Under the normal condition, the OUTPUT terminal of the control circuit 1 outputs a low level signal to the protective circuit. On the contrary, if the temperature of any battery rises to cause the corresponding thermal breaker RT1/RT2 broken due to the overcharging/over-discharging, then the OUTPUT terminal will output a high level signal to the protective circuit. For example, if the temperature of the battery near the first thermal breaker RT1 rises to 60 degrees centigrade on account of the overcharging or over-discharging, then the first thermal breaker RT1 will be broken that causes the high level signal output by the OUTPUT terminal of the control circuit 1. Then, the protective circuit interrupts the charging/discharging of the battery in the case where the high level signal is received by the protective circuit so as to protect the battery. The working rule of the second thermal breaker RT2 is the same with the first thermal breaker RT1, so it is not gone into details any more here.

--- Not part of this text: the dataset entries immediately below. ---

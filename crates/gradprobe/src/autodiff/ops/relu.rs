//! Tracked ReLU.

use crate::autodiff::graph::{GradFn, NodeId};
use crate::autodiff::saved_tensor::SavedTensor;
use crate::autodiff::tensor::TrackedTensor;
use crate::autodiff::version::VersionCounter;
use crate::error::TensorError;
use crate::operations::{mul, relu, relu_mask};
use crate::tensor::DenseTensor;

/// Backward function for `relu(x)`.
///
/// Saves the output; `relu(x) > 0` exactly where `x > 0`.
#[derive(Debug)]
pub struct ReluBackward {
    saved_result: SavedTensor<f64>,
    input_id: Option<NodeId>,
}

impl GradFn<f64> for ReluBackward {
    fn name(&self) -> &'static str {
        "ReluBackward0"
    }

    fn backward(
        &self,
        grad_output: &DenseTensor<f64>,
    ) -> Result<Vec<(NodeId, DenseTensor<f64>)>, TensorError> {
        let Some(id) = self.input_id else {
            return Ok(Vec::new());
        };
        let mask = relu_mask(self.saved_result.unpack()?);
        Ok(vec![(id, mul(grad_output, &mask)?)])
    }

    fn next_edges(&self) -> Vec<Option<NodeId>> {
        vec![self.input_id]
    }

    fn saved_tensors(&self) -> Vec<&SavedTensor<f64>> {
        vec![&self.saved_result]
    }

    fn saved_tensors_mut(&mut self) -> Vec<&mut SavedTensor<f64>> {
        vec![&mut self.saved_result]
    }
}

/// Tracked rectified linear unit.
pub fn tracked_relu(input: &TrackedTensor<f64>) -> TrackedTensor<f64> {
    let result = relu(input.tensor());

    if !input.requires_grad() {
        return TrackedTensor::new(result);
    }

    let version = VersionCounter::new();
    let backward = ReluBackward {
        saved_result: SavedTensor::new(&result, &version, "output 0 of ReluBackward0"),
        input_id: input.grad_edge(),
    };
    TrackedTensor::from_grad_fn(result, Box::new(backward), version)
}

As described above, the control circuit 1 of the present invention protects the batteries by way of the thermal breakers RT1, RT2, instead of thermistors T1, T2 and comparators U1, U2 of the related art. Therefore, the control circuit 1 of the present invention is relatively simpler and occupies a relatively smaller space so that can meet the demand of both miniaturization and low cost of electronic products.

Claims

1. A control circuit adapted for transmitting protective signals to a protective circuit so as to make the protective circuit protect a battery based on the protective signals, the control circuit comprising:

a voltage-dividing resistor connected to a voltage input terminal;

at least one thermal breaker series-connected between the voltage-dividing resistor and the ground, and disposed near one corresponding battery, wherein the thermal breaker breaks according to the predetermined temperature of the corresponding battery; and

an output terminal drawn forth from a connection location of the thermal breaker and the voltage-dividing resistor, the output terminal being adapted to be connected with the protective circuit for transmitting different protective signals to the protective circuit according to the working state of the thermal breaker.